_PROBLEM DESCRIPTION_.
Search term "filter": please copy every line of the records below that contains it.
☆ ☆ ☆
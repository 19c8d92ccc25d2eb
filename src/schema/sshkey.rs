//! `metakube_sshkey` model and schema.

use serde::{Deserialize, Serialize};

use super::{AttrType, Attribute, Schema};

/// A project SSH key.
#[derive(Debug, Clone, Default, PartialEq, Eq, Serialize, Deserialize)]
pub struct SshKeyModel {
    /// Key id; empty until created.
    #[serde(default, skip_serializing_if = "Option::is_none")]
    pub id: Option<String>,
    /// Owning project.
    #[serde(default, skip_serializing_if = "Option::is_none")]
    pub project_id: Option<String>,
    /// Key name.
    pub name: String,
    /// Public key in authorized_keys format.
    pub public_key: String,
}

impl SshKeyModel {
    /// Returns the project id when it is known.
    #[must_use]
    pub fn project(&self) -> Option<&str> {
        self.project_id.as_deref().filter(|p| !p.is_empty())
    }

    /// Returns the key id when it is known.
    #[must_use]
    pub fn key_id(&self) -> Option<&str> {
        self.id.as_deref().filter(|id| !id.is_empty())
    }
}

/// Compares public keys ignoring surrounding whitespace.
#[must_use]
pub fn same_public_key(a: &str, b: &str) -> bool {
    a.trim() == b.trim()
}

/// Attribute table of `metakube_sshkey`.
pub const SCHEMA: Schema = Schema {
    type_name: "metakube_sshkey",
    attributes: &[
        Attribute::computed("id", AttrType::String),
        Attribute::optional_computed("project_id", AttrType::String).force_new(),
        Attribute::required("name", AttrType::String).force_new(),
        Attribute::required("public_key", AttrType::String).force_new(),
    ],
};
☆ ☆ ☆
_RESPONSE FOR THIS EXERCISE_.
        self.project_id.as_deref().filter(|p| !p.is_empty())
        self.id.as_deref().filter(|id| !id.is_empty())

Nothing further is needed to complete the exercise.